Até mesmo o Canadá está a mexer-se para a aprovação do bail-in bancário. Este seria parte do novo orçamento do governo canadense:

O resgates “cipriota” está realmente incluído na nova proposta de orçamento do governo canadense.[…] É certo que está mesmo aí, nas páginas 144 e 145 do “Plano de Acção Económica 2013”, que o governo Harper já apresentou na Câmara dos Comuns. Este novo orçamento propõe “a implementação de um regime de bail-in para os bancos sistemicamente importantes” no Canadá. O “Plano de Acção Económica 2013” foi apresentado em 21 de Março , o que significa que este sistema de bail-in foi provavelmente concebido muito antes da eclosão da crise em Chipre.

Então, o que tudo isso significa para nós?

Isso significa que os governos do mundo estão a observar o nosso dinheiro como parte da solução de eventuais futuras falências de grandes bancos.

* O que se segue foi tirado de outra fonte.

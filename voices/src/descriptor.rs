//! Voice descriptors: the two kinds of voice a registry can hand out.
//!
//! A [`LinkedVoice`] is compiled into the process (or shipped next to it) and
//! is brought up through an injected [`VoiceRegistrar`]. The single
//! [`FallbackVoice`] is resolved against a [`VoiceCatalog`] at request time
//! and loaded through a [`VoiceLoader`]. Both hold a [`DriverHandle`] exactly
//! while they are registered.

use std::path::{Path, PathBuf};

use flitevox_driver::{DriverError, DriverHandle, SynthesisSession, VoiceInfo};
use serde::Serialize;
use tracing::{debug, info};

use crate::catalog::VoiceCatalog;
use crate::error::VoiceError;
use crate::locale::{Locale, LocaleSupport};

/// Sample rate reported by a descriptor that holds no driver.
pub const DEFAULT_SAMPLE_RATE: u32 = 16000;

// ---------------------------------------------------------------------------
// Capabilities
// ---------------------------------------------------------------------------

/// Brings a linked voice up and down.
pub trait VoiceRegistrar: Send {
    /// Acquires the voice's resources. `voxdir` is the configured resource root.
    fn register(&self, voxdir: &Path) -> Result<DriverHandle, DriverError>;

    /// Releases what [`register`](VoiceRegistrar::register) returned.
    fn unregister(&self, handle: DriverHandle);
}

/// A registrar built from a pair of closures.
pub struct FnRegistrar<R, U> {
    register: R,
    unregister: U,
}

impl<R, U> FnRegistrar<R, U>
where
    R: Fn(&Path) -> Result<DriverHandle, DriverError> + Send,
    U: Fn(DriverHandle) + Send,
{
    pub fn new(register: R, unregister: U) -> Self {
        Self { register, unregister }
    }
}

impl<R, U> VoiceRegistrar for FnRegistrar<R, U>
where
    R: Fn(&Path) -> Result<DriverHandle, DriverError> + Send,
    U: Fn(DriverHandle) + Send,
{
    fn register(&self, voxdir: &Path) -> Result<DriverHandle, DriverError> {
        (self.register)(voxdir)
    }

    fn unregister(&self, handle: DriverHandle) {
        (self.unregister)(handle)
    }
}

/// Registers a voice by opening a driver plugin at a path relative to the
/// resource root. Absolute paths are used as is.
#[derive(Debug, Clone)]
pub struct LibraryRegistrar {
    library: PathBuf,
}

impl LibraryRegistrar {
    pub fn new(library: impl Into<PathBuf>) -> Self {
        Self { library: library.into() }
    }

    pub fn library(&self) -> &Path {
        &self.library
    }
}

impl VoiceRegistrar for LibraryRegistrar {
    fn register(&self, voxdir: &Path) -> Result<DriverHandle, DriverError> {
        DriverHandle::open(voxdir.join(&self.library))
    }

    fn unregister(&self, mut handle: DriverHandle) {
        handle.release();
    }
}

/// Loads the fallback voice from a catalog path.
pub trait VoiceLoader: Send {
    fn load(&self, path: &Path) -> Result<DriverHandle, DriverError>;

    fn unload(&self, mut handle: DriverHandle) {
        handle.release();
    }
}

/// Loads catalog voices as driver plugins.
#[derive(Debug, Clone, Copy, Default)]
pub struct PluginLoader;

impl VoiceLoader for PluginLoader {
    fn load(&self, path: &Path) -> Result<DriverHandle, DriverError> {
        DriverHandle::open(path)
    }
}

// A capability may hand back a handle that already failed to load.
fn ensure_ready(handle: DriverHandle) -> Result<DriverHandle, DriverError> {
    if handle.is_zombie() {
        return Err(DriverError::Zombie);
    }
    Ok(handle)
}

// ---------------------------------------------------------------------------
// LinkedVoice
// ---------------------------------------------------------------------------

/// A voice with a fixed locale, brought up through its registrar.
pub struct LinkedVoice {
    locale: Locale,
    registrar: Box<dyn VoiceRegistrar>,
    handle: Option<DriverHandle>,
}

impl LinkedVoice {
    pub fn new(locale: Locale, registrar: Box<dyn VoiceRegistrar>) -> Self {
        Self {
            locale,
            registrar,
            handle: None,
        }
    }

    pub fn locale(&self) -> &Locale {
        &self.locale
    }

    pub fn locale_support(&self, requested: &Locale) -> LocaleSupport {
        LocaleSupport::of(&self.locale, requested)
    }

    pub fn is_registered(&self) -> bool {
        self.handle.is_some()
    }

    /// Registers the voice. Does nothing if it is already registered.
    pub fn register(&mut self, voxdir: &Path) -> Result<(), DriverError> {
        if self.handle.is_some() {
            return Ok(());
        }
        let handle = self.registrar.register(voxdir).and_then(ensure_ready)?;
        info!(locale = %self.locale, name = %handle.info().name, "voices: linked voice registered");
        self.handle = Some(handle);
        Ok(())
    }

    /// Unregisters the voice. Does nothing if it is not registered.
    pub fn unregister(&mut self) {
        if let Some(handle) = self.handle.take() {
            debug!(locale = %self.locale, "voices: unregistering linked voice");
            self.registrar.unregister(handle);
        }
    }

    pub fn driver(&self) -> Option<&DriverHandle> {
        self.handle.as_ref()
    }

    pub fn driver_mut(&mut self) -> Option<&mut DriverHandle> {
        self.handle.as_mut()
    }

    pub fn summary(&self) -> VoiceSummary {
        VoiceSummary::new(VoiceKind::Linked, &self.locale, &self.locale, self.driver())
    }
}

impl Drop for LinkedVoice {
    fn drop(&mut self) {
        self.unregister();
    }
}

impl std::fmt::Debug for LinkedVoice {
    fn fmt(&self, f: &mut std::fmt::Formatter<'_>) -> std::fmt::Result {
        f.debug_struct("LinkedVoice")
            .field("locale", &self.locale)
            .field("registered", &self.is_registered())
            .finish()
    }
}

// ---------------------------------------------------------------------------
// FallbackVoice
// ---------------------------------------------------------------------------

/// The catalog-backed voice slot.
///
/// Its locale is only meaningful while a voice is loaded: [`locale`] is the
/// triple that was asked for, [`resolved_locale`] the one actually loaded,
/// and both are cleared on unregister.
///
/// [`locale`]: FallbackVoice::locale
/// [`resolved_locale`]: FallbackVoice::resolved_locale
pub struct FallbackVoice {
    locale: Locale,
    resolved: Locale,
    catalog: Box<dyn VoiceCatalog>,
    loader: Box<dyn VoiceLoader>,
    handle: Option<DriverHandle>,
}

impl FallbackVoice {
    pub fn new(catalog: Box<dyn VoiceCatalog>, loader: Box<dyn VoiceLoader>) -> Self {
        Self {
            locale: Locale::default(),
            resolved: Locale::default(),
            catalog,
            loader,
            handle: None,
        }
    }

    /// The requested locale of the current load; empty when unloaded.
    pub fn locale(&self) -> &Locale {
        &self.locale
    }

    /// The locale actually loaded; empty when unloaded.
    pub fn resolved_locale(&self) -> &Locale {
        &self.resolved
    }

    /// Support of the loaded voice for `requested`.
    pub fn locale_support(&self, requested: &Locale) -> LocaleSupport {
        if self.handle.is_none() {
            return LocaleSupport::NotSupported;
        }
        LocaleSupport::of(&self.locale, requested)
    }

    /// What the catalog could offer for `requested`, loaded or not.
    pub fn availability(&self, requested: &Locale) -> LocaleSupport {
        self.catalog.support(requested)
    }

    pub fn is_registered(&self) -> bool {
        self.handle.is_some()
    }

    /// Picks the catalog voice for `requested`: the exact triple, else the
    /// first variant of the country, else the first variant of the
    /// language's first country.
    pub fn select(&self, requested: &Locale) -> Option<Locale> {
        let Locale { language, country, .. } = requested;
        if self.catalog.contains(requested) {
            debug!(locale = %requested, "voices: fallback exact match");
            return Some(requested.clone());
        }
        if let Some(first_variant) = self.catalog.first_variant(language, country) {
            debug!(locale = %requested, variant = %first_variant, "voices: fallback substituted variant");
            return Some(Locale::new(language.as_str(), country.as_str(), first_variant));
        }
        let first_country = self.catalog.first_country(language)?;
        let first_variant = self.catalog.first_variant(language, &first_country)?;
        debug!(
            locale = %requested,
            country = %first_country,
            variant = %first_variant,
            "voices: fallback substituted country"
        );
        Some(Locale::new(language.as_str(), first_country, first_variant))
    }

    /// Loads the catalog voice for `requested`.
    ///
    /// Asking again for the locale that is already loaded does nothing. When
    /// the catalog has nothing for the language the call fails with
    /// [`VoiceError::NotAvailable`] and the current load is kept.
    pub fn load(&mut self, requested: &Locale) -> Result<(), VoiceError> {
        if self.handle.is_some() && &self.locale == requested {
            return Ok(());
        }
        let selected = self
            .select(requested)
            .ok_or_else(|| VoiceError::NotAvailable(requested.clone()))?;

        self.unregister();
        let path = self.catalog.voice_path(&selected);
        let handle = self.loader.load(&path).and_then(ensure_ready)?;

        let info = handle.info();
        info!(
            path = %path.display(),
            requested = %requested,
            resolved = %selected,
            name = %info.name,
            version = %info.version,
            sample_rate = info.sample_rate,
            bits = info.bit_depth.bits(),
            channels = info.channels,
            "voices: fallback voice loaded"
        );
        self.handle = Some(handle);
        self.locale = requested.clone();
        self.resolved = selected;
        Ok(())
    }

    /// Releases the loaded voice and forgets its locale.
    pub fn unregister(&mut self) {
        if let Some(handle) = self.handle.take() {
            debug!(locale = %self.resolved, "voices: unloading fallback voice");
            self.loader.unload(handle);
        }
        self.locale.clear();
        self.resolved.clear();
    }

    pub fn driver(&self) -> Option<&DriverHandle> {
        self.handle.as_ref()
    }

    pub fn driver_mut(&mut self) -> Option<&mut DriverHandle> {
        self.handle.as_mut()
    }

    pub fn summary(&self) -> VoiceSummary {
        VoiceSummary::new(VoiceKind::Fallback, &self.locale, &self.resolved, self.driver())
    }
}

impl Drop for FallbackVoice {
    fn drop(&mut self) {
        self.unregister();
    }
}

impl std::fmt::Debug for FallbackVoice {
    fn fmt(&self, f: &mut std::fmt::Formatter<'_>) -> std::fmt::Result {
        f.debug_struct("FallbackVoice")
            .field("locale", &self.locale)
            .field("resolved", &self.resolved)
            .field("registered", &self.is_registered())
            .finish()
    }
}

// ---------------------------------------------------------------------------
// VoiceDescriptor
// ---------------------------------------------------------------------------

#[derive(Debug, Clone, Copy, PartialEq, Eq, Serialize)]
#[serde(rename_all = "snake_case")]
pub enum VoiceKind {
    Linked,
    Fallback,
}

/// Printable snapshot of a descriptor.
#[derive(Debug, Clone, Serialize)]
pub struct VoiceSummary {
    pub kind: VoiceKind,
    pub locale: Locale,
    pub resolved_locale: Locale,
    pub registered: bool,
    pub sample_rate: u32,
    #[serde(skip_serializing_if = "Option::is_none")]
    pub info: Option<VoiceInfo>,
}

impl VoiceSummary {
    fn new(kind: VoiceKind, locale: &Locale, resolved: &Locale, driver: Option<&DriverHandle>) -> Self {
        Self {
            kind,
            locale: locale.clone(),
            resolved_locale: resolved.clone(),
            registered: driver.is_some(),
            sample_rate: driver.map(DriverHandle::sample_rate).unwrap_or(DEFAULT_SAMPLE_RATE),
            info: driver.map(|d| d.info().clone()),
        }
    }
}

/// A voice held by a registry, borrowed for the duration of a call.
#[derive(Debug)]
pub enum VoiceDescriptor<'a> {
    Linked(&'a mut LinkedVoice),
    Fallback(&'a mut FallbackVoice),
}

impl<'a> VoiceDescriptor<'a> {
    pub fn kind(&self) -> VoiceKind {
        match self {
            VoiceDescriptor::Linked(_) => VoiceKind::Linked,
            VoiceDescriptor::Fallback(_) => VoiceKind::Fallback,
        }
    }

    pub fn locale(&self) -> &Locale {
        match self {
            VoiceDescriptor::Linked(v) => v.locale(),
            VoiceDescriptor::Fallback(v) => v.locale(),
        }
    }

    /// The locale of the voice actually loaded. Differs from
    /// [`locale`](VoiceDescriptor::locale) only for an approximate fallback hit.
    pub fn resolved_locale(&self) -> &Locale {
        match self {
            VoiceDescriptor::Linked(v) => v.locale(),
            VoiceDescriptor::Fallback(v) => v.resolved_locale(),
        }
    }

    pub fn locale_support(&self, requested: &Locale) -> LocaleSupport {
        match self {
            VoiceDescriptor::Linked(v) => v.locale_support(requested),
            VoiceDescriptor::Fallback(v) => v.locale_support(requested),
        }
    }

    pub fn is_registered(&self) -> bool {
        self.driver().is_some()
    }

    pub fn unregister(&mut self) {
        match self {
            VoiceDescriptor::Linked(v) => v.unregister(),
            VoiceDescriptor::Fallback(v) => v.unregister(),
        }
    }

    pub fn driver(&self) -> Option<&DriverHandle> {
        match self {
            VoiceDescriptor::Linked(v) => v.driver(),
            VoiceDescriptor::Fallback(v) => v.driver(),
        }
    }

    pub fn driver_mut(&mut self) -> Option<&mut DriverHandle> {
        match self {
            VoiceDescriptor::Linked(v) => v.driver_mut(),
            VoiceDescriptor::Fallback(v) => v.driver_mut(),
        }
    }

    pub fn sample_rate(&self) -> u32 {
        self.driver()
            .map(DriverHandle::sample_rate)
            .unwrap_or(DEFAULT_SAMPLE_RATE)
    }

    pub fn info(&self) -> Option<&VoiceInfo> {
        self.driver().map(DriverHandle::info)
    }

    /// Opens a synthesis session on the registered driver.
    pub fn session(&mut self, buffer_size: usize) -> Result<SynthesisSession<'_>, VoiceError> {
        let locale = self.locale().clone();
        let driver = self.driver_mut().ok_or(VoiceError::NotRegistered(locale))?;
        Ok(SynthesisSession::with_buffer_size(driver, buffer_size))
    }

    /// Like [`session`](VoiceDescriptor::session), keeping the registry borrowed
    /// for as long as the session lives.
    pub fn into_session(self, buffer_size: usize) -> Result<SynthesisSession<'a>, VoiceError> {
        let locale = self.locale().clone();
        let driver = match self {
            VoiceDescriptor::Linked(v) => v.driver_mut(),
            VoiceDescriptor::Fallback(v) => v.driver_mut(),
        };
        let driver = driver.ok_or(VoiceError::NotRegistered(locale))?;
        Ok(SynthesisSession::with_buffer_size(driver, buffer_size))
    }

    pub fn summary(&self) -> VoiceSummary {
        match self {
            VoiceDescriptor::Linked(v) => v.summary(),
            VoiceDescriptor::Fallback(v) => v.summary(),
        }
    }
}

Dito de outra forma: não há mais nenhum lugar realmente “seguro” para colocar o nosso dinheiro. E nem é preciso ser milionário para correr riscos: é suficiente ter mais de 100.000 Euros, o que na Europa, por exemplo, podem significar as poupanças duma vida, com as quais adquirir uma casa (pequena).

Claro, esta técnica acarreta riscos: em primeiro lugar, uma total perda de confiança dos depositantes nos bancos. Mas por enquanto funciona, cúmplice também a falta de alternativas para quem deseje guardar dinheiro em segurança (como vimos, não são atingidos apenas bancos, mas também fundos de pensões privados).

Taxas e impostos aumentados; cortes nos salários e nas reformas; perdas das poupanças bancárias: fica claro quem é que te de pagar os problemas dos bancos?

Ipse dixit.

Relacionados:
O sacrifício de Chipre
…e Chipre já era.
Bail in: o Grande Roubo, mas legal (e sempre para o nosso bem)
Fontes: Reuter, Zero Hedge, CNN, Voxy, The Economic Collapse

6 Replies to “O modelo Chipre: quando o Estado rouba”

  1. o poder que os cidadaos têm dado ao poder politico -com a treta que é democratico – deixa-nos bem vulneraveis. Um assunto que já foi abordado é a excessiva dependencia do ouro depositado nos EUA e da divida americana. Esperemos que os nossos ir/responsaveis não estejam feitos com as mafias sede bancos/EUA e invertam isto a tempo (já curto)

  2. Olá Max: e como não existe opção porque até as cooperativas financeiras acabam sendo mal gestionadas e as perdas são naturalmente cobradas dos cooperativados, penso que só resta uma única coisa a fazer (exceptuando se matar, que sempre é uma alternativa): defender com unhas e dentes uma política estatal que não seja cúmplice do poder dos bancos. Abraços

  3. Quando a roubalheira atingiu o Chipre cheirou-me que esta vigarisse se iria propagar.
    Resta saber nesta altura, se mesmo o valor de garantia dos 100.000 euros, é seguro. Não me parece.
    Ainda existe muita gente que dorme descansada julgando que as suas poupanças estão em mãos seguras. Cada um acredita naquilo que quiser. É um direito seu.

    Krowler

  4. Por enquanto ainda vai estando fácil contornar essa eventual situação, basta dividir valores acima desses 100.000 euros (Europa) por vários bancos. O mal pior é se os bancos começam por baixar o tecto desse valor, para valores ainda mais inferiores ou na pior das hipóteses, não existir garantia alguma na responsabilidade de reembolso por parte dos bancos em qualquer valor mínimo, em caso de bail in.

    Miguel

  5. Max,

    Sempre concordei contigo, que o Chipre funcionou como "teste", como passou, é lógico que as mentes brilhantes que arquitectaram o esquema, o iriam propagar a outros países, até chegar a todos…e na minha opinião, daqui a uns tempos, não vai existir nenhum valor mínimo de garantia em caso de bail in.